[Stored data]
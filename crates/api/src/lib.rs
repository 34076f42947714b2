//! The caller-facing surface of jacis: [`Container`] (C8), [`LocalTransaction`]
//! (C9), and the transaction-adapter implementations (C10).
//!
//! Everything a caller needs to create stores, begin/commit/rollback
//! transactions, and register cross-store collaborators lives here;
//! `jacis-core` and `jacis-store` define the collaborator traits and the
//! per-store engine this crate composes into one system.

#![warn(missing_docs)]
#![warn(clippy::all)]

pub mod async_dispatch;
pub mod container;
pub mod local_transaction;
pub mod transaction_adapter;

pub use container::Container;
pub use local_transaction::{with_local_tx, with_local_tx_and_retry, LocalTransaction, RetryPolicy};
pub use transaction_adapter::{ExternalTransactionAdapter, LocalTransactionAdapter};
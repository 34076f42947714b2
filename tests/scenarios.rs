//! End-to-end scenarios exercising a container across full transaction
//! lifecycles: commit/read, stale detection, retry, unique-index violation,
//! rollback garbage collection, and refresh-discards-changes.

use std::sync::Arc;
use std::thread;

use jacis::{Container, Error};

// ============================================================================
// Scenario A — Basic commit/read
// ============================================================================

#[test]
fn scenario_a_basic_commit_and_read() {
    let container = Container::new();
    let store = container.create_store(Container::identity_spec::<String, i64>("kv"));

    let tx1 = container.begin_local_transaction("tx1").unwrap();
    store.update(tx1.handle(), &"a".to_string(), Some(1)).unwrap();
    store.update(tx1.handle(), &"b".to_string(), Some(2)).unwrap();
    tx1.commit().unwrap();

    let tx2 = container.begin_local_transaction("tx2").unwrap();
    assert_eq!(store.get_read_only(tx2.handle(), &"a".to_string()), Some(1));
    assert_eq!(store.get_read_only(tx2.handle(), &"b".to_string()), Some(2));
    assert!(!store.contains(tx2.handle(), &"c".to_string()));
    tx2.rollback();
}

// ============================================================================
// Scenario B — Stale detection
// ============================================================================

#[test]
fn scenario_b_stale_detection() {
    let container = Container::new();
    let store = container.create_store(Container::identity_spec::<String, i64>("kv"));

    let tx0 = container.begin_local_transaction("seed").unwrap();
    store.update(tx0.handle(), &"a".to_string(), Some(0)).unwrap();
    tx0.commit().unwrap();

    let tx1 = container.begin_local_transaction("tx1").unwrap();
    assert_eq!(store.get(tx1.handle(), &"a".to_string()).unwrap(), Some(0));

    let tx2 = container.begin_local_transaction("tx2").unwrap();
    store.update(tx2.handle(), &"a".to_string(), Some(5)).unwrap();
    tx2.commit().unwrap();

    store.update(tx1.handle(), &"a".to_string(), Some(6)).unwrap();
    let result = tx1.commit();
    assert!(matches!(result, Err(Error::StaleObject { .. })));
}

// ============================================================================
// Scenario C — Retry
// ============================================================================

#[test]
fn scenario_c_retry_converges_under_contention() {
    let container = Container::new();
    let store = container.create_store(Container::identity_spec::<String, i64>("counters"));

    let tx0 = container.begin_local_transaction("seed").unwrap();
    store.update(tx0.handle(), &"a".to_string(), Some(10)).unwrap();
    tx0.commit().unwrap();

    let run = |container: Arc<jacis::Container>, store: Arc<jacis::Store<String, i64, i64>>| {
        jacis::with_local_tx_and_retry(&container, 10, "increment", move |tx| {
            let current = store.get(tx.handle(), &"a".to_string())?.unwrap();
            store.update(tx.handle(), &"a".to_string(), Some(current + 1))
        })
    };

    let c1 = container.clone();
    let s1 = store.clone();
    let c2 = container.clone();
    let s2 = store.clone();
    let t1 = thread::spawn(move || run(c1, s1));
    let t2 = thread::spawn(move || run(c2, s2));
    t1.join().unwrap().unwrap();
    t2.join().unwrap().unwrap();

    let check = container.begin_local_transaction("check").unwrap();
    assert_eq!(store.get_read_only(check.handle(), &"a".to_string()), Some(12));
}

// ============================================================================
// Scenario D — Unique index violation at prepare
// ============================================================================

#[derive(Clone, Debug)]
struct Widget {
    name: String,
}

#[test]
fn scenario_d_unique_index_violation_at_prepare() {
    let container = Container::new();
    let store = container.create_store(Container::identity_spec::<String, Widget>("widgets"));
    let by_name = store.create_unique_index("by_name", |w: &Widget| Some(w.name.clone())).unwrap();

    let tx1 = container.begin_local_transaction("tx1").unwrap();
    store
        .update(tx1.handle(), &"k1".to_string(), Some(Widget { name: "X".to_string() }))
        .unwrap();
    tx1.prepare().unwrap();

    let tx2 = container.begin_local_transaction("tx2").unwrap();
    store
        .update(tx2.handle(), &"k2".to_string(), Some(Widget { name: "X".to_string() }))
        .unwrap();
    let prepare_result = tx2.prepare();
    assert!(matches!(prepare_result, Err(Error::UniqueIndexViolation { .. })));
    tx2.rollback();

    tx1.commit().unwrap();

    let check = container.begin_local_transaction("check").unwrap();
    assert_eq!(
        store.get_read_only(check.handle(), &"k1".to_string()).map(|w| w.name),
        Some("X".to_string())
    );
    assert!(store.get_read_only(check.handle(), &"k2".to_string()).is_none());
    assert_eq!(by_name.lookup_committed(&"X".to_string()), Some("k1".to_string()));
    check.rollback();
}

// ============================================================================
// Scenario E — Rollback GC
// ============================================================================

#[test]
fn scenario_e_rollback_gc_leaves_no_committed_entry() {
    let container = Container::new();
    let store = container.create_store(Container::identity_spec::<String, i64>("kv"));

    let tx1 = container.begin_local_transaction("tx1").unwrap();
    assert_eq!(store.get(tx1.handle(), &"a".to_string()).unwrap(), None);
    tx1.rollback();

    let check = container.begin_local_transaction("check").unwrap();
    assert!(!store.contains(check.handle(), &"a".to_string()));
    assert_eq!(store.get(check.handle(), &"a".to_string()).unwrap(), None);
    check.rollback();
}

// ============================================================================
// Scenario F — Refresh discards changes
// ============================================================================

#[test]
fn scenario_f_refresh_discards_uncommitted_changes() {
    let container = Container::new();
    let store = container.create_store(Container::identity_spec::<String, i64>("kv"));

    let tx0 = container.begin_local_transaction("seed").unwrap();
    store.update(tx0.handle(), &"a".to_string(), Some(1)).unwrap();
    tx0.commit().unwrap();

    let tx1 = container.begin_local_transaction("tx1").unwrap();
    store.update(tx1.handle(), &"a".to_string(), Some(7)).unwrap();
    let refreshed = store.refresh(tx1.handle(), &"a".to_string()).unwrap();
    assert_eq!(refreshed, Some(1));
    tx1.commit().unwrap();

    let check = container.begin_local_transaction("check").unwrap();
    assert_eq!(store.get_read_only(check.handle(), &"a".to_string()), Some(1));
    check.rollback();
}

## WORK TASK
Using the records above as the source, restate each line verbatim.

## FINAL ANSWER
filename crates/api/src/lib.rs
repository 34076f42947714b2
//! The caller-facing surface of jacis: [`Container`] (C8), [`LocalTransaction`]
//! (C9), and the transaction-adapter implementations (C10).
//!
//! Everything a caller needs to create stores, begin/commit/rollback
//! transactions, and register cross-store collaborators lives here;
//! `jacis-core` and `jacis-store` define the collaborator traits and the
//! per-store engine this crate composes into one system.

#![warn(missing_docs)]
#![warn(clippy::all)]

pub mod async_dispatch;
pub mod container;
pub mod local_transaction;
pub mod transaction_adapter;

pub use container::Container;
pub use local_transaction::{with_local_tx, with_local_tx_and_retry, LocalTransaction, RetryPolicy};
pub use transaction_adapter::{ExternalTransactionAdapter, LocalTransactionAdapter};
repository 34076f42947714b2
filename tests/scenarios.rs
//! End-to-end scenarios exercising a container across full transaction
//! lifecycles: commit/read, stale detection, retry, unique-index violation,
//! rollback garbage collection, and refresh-discards-changes.

use std::sync::Arc;
use std::thread;

use jacis::{Container, Error};

// ============================================================================
// Scenario A — Basic commit/read
// ============================================================================

#[test]
fn scenario_a_basic_commit_and_read() {
    let container = Container::new();
    let store = container.create_store(Container::identity_spec::<String, i64>("kv"));

    let tx1 = container.begin_local_transaction("tx1").unwrap();
    store.update(tx1.handle(), &"a".to_string(), Some(1)).unwrap();
    store.update(tx1.handle(), &"b".to_string(), Some(2)).unwrap();
    tx1.commit().unwrap();

    let tx2 = container.begin_local_transaction("tx2").unwrap();
    assert_eq!(store.get_read_only(tx2.handle(), &"a".to_string()), Some(1));
    assert_eq!(store.get_read_only(tx2.handle(), &"b".to_string()), Some(2));
    assert!(!store.contains(tx2.handle(), &"c".to_string()));
    tx2.rollback();
}

// ============================================================================
// Scenario B — Stale detection
// ============================================================================

#[test]
fn scenario_b_stale_detection() {
    let container = Container::new();
    let store = container.create_store(Container::identity_spec::<String, i64>("kv"));

    let tx0 = container.begin_local_transaction("seed").unwrap();
    store.update(tx0.handle(), &"a".to_string(), Some(0)).unwrap();
    tx0.commit().unwrap();

    let tx1 = container.begin_local_transaction("tx1").unwrap();
    assert_eq!(store.get(tx1.handle(), &"a".to_string()).unwrap(), Some(0));

    let tx2 = container.begin_local_transaction("tx2").unwrap();
    store.update(tx2.handle(), &"a".to_string(), Some(5)).unwrap();
    tx2.commit().unwrap();

    store.update(tx1.handle(), &"a".to_string(), Some(6)).unwrap();
    let result = tx1.commit();
    assert!(matches!(result, Err(Error::StaleObject { .. })));
}

// ============================================================================
// Scenario C — Retry
// ============================================================================

#[test]
fn scenario_c_retry_converges_under_contention() {
    let container = Container::new();
    let store = container.create_store(Container::identity_spec::<String, i64>("counters"));

    let tx0 = container.begin_local_transaction("seed").unwrap();
    store.update(tx0.handle(), &"a".to_string(), Some(10)).unwrap();
    tx0.commit().unwrap();

    let run = |container: Arc<jacis::Container>, store: Arc<jacis::Store<String, i64, i64>>| {
        jacis::with_local_tx_and_retry(&container, 10, "increment", move |tx| {
            let current = store.get(tx.handle(), &"a".to_string())?.unwrap();
            store.update(tx.handle(), &"a".to_string(), Some(current + 1))
        })
    };

    let c1 = container.clone();
    let s1 = store.clone();
    let c2 = container.clone();
    let s2 = store.clone();
    let t1 = thread::spawn(move || run(c1, s1));
    let t2 = thread::spawn(move || run(c2, s2));
    t1.join().unwrap().unwrap();
    t2.join().unwrap().unwrap();

    let check = container.begin_local_transaction("check").unwrap();
    assert_eq!(store.get_read_only(check.handle(), &"a".to_string()), Some(12));
}

// ============================================================================
// Scenario D — Unique index violation at prepare
// ============================================================================

#[derive(Clone, Debug)]
struct Widget {
    name: String,
}

#[test]
fn scenario_d_unique_index_violation_at_prepare() {
    let container = Container::new();
    let store = container.create_store(Container::identity_spec::<String, Widget>("widgets"));
    let by_name = store.create_unique_index("by_name", |w: &Widget| Some(w.name.clone())).unwrap();

    let tx1 = container.begin_local_transaction("tx1").unwrap();
    store
        .update(tx1.handle(), &"k1".to_string(), Some(Widget { name: "X".to_string() }))
        .unwrap();
    tx1.prepare().unwrap();

    let tx2 = container.begin_local_transaction("tx2").unwrap();
    store
        .update(tx2.handle(), &"k2".to_string(), Some(Widget { name: "X".to_string() }))
        .unwrap();
    let prepare_result = tx2.prepare();
    assert!(matches!(prepare_result, Err(Error::UniqueIndexViolation { .. })));
    tx2.rollback();

    tx1.commit().unwrap();

    let check = container.begin_local_transaction("check").unwrap();
    assert_eq!(
        store.get_read_only(check.handle(), &"k1".to_string()).map(|w| w.name),
        Some("X".to_string())
    );
    assert!(store.get_read_only(check.handle(), &"k2".to_string()).is_none());
    assert_eq!(by_name.lookup_committed(&"X".to_string()), Some("k1".to_string()));
    check.rollback();
}

// ============================================================================
// Scenario E — Rollback GC
// ============================================================================

#[test]
fn scenario_e_rollback_gc_leaves_no_committed_entry() {
    let container = Container::new();
    let store = container.create_store(Container::identity_spec::<String, i64>("kv"));

    let tx1 = container.begin_local_transaction("tx1").unwrap();
    assert_eq!(store.get(tx1.handle(), &"a".to_string()).unwrap(), None);
    tx1.rollback();

    let check = container.begin_local_transaction("check").unwrap();
    assert!(!store.contains(check.handle(), &"a".to_string()));
    assert_eq!(store.get(check.handle(), &"a".to_string()).unwrap(), None);
    check.rollback();
}

// ============================================================================
// Scenario F — Refresh discards changes
// ============================================================================

#[test]
fn scenario_f_refresh_discards_uncommitted_changes() {
    let container = Container::new();
    let store = container.create_store(Container::identity_spec::<String, i64>("kv"));

    let tx0 = container.begin_local_transaction("seed").unwrap();
    store.update(tx0.handle(), &"a".to_string(), Some(1)).unwrap();
    tx0.commit().unwrap();

    let tx1 = container.begin_local_transaction("tx1").unwrap();
    store.update(tx1.handle(), &"a".to_string(), Some(7)).unwrap();
    let refreshed = store.refresh(tx1.handle(), &"a".to_string()).unwrap();
    assert_eq!(refreshed, Some(1));
    tx1.commit().unwrap();

    let check = container.begin_local_transaction("check").unwrap();
    assert_eq!(store.get_read_only(check.handle(), &"a".to_string()), Some(1));
    check.rollback();
}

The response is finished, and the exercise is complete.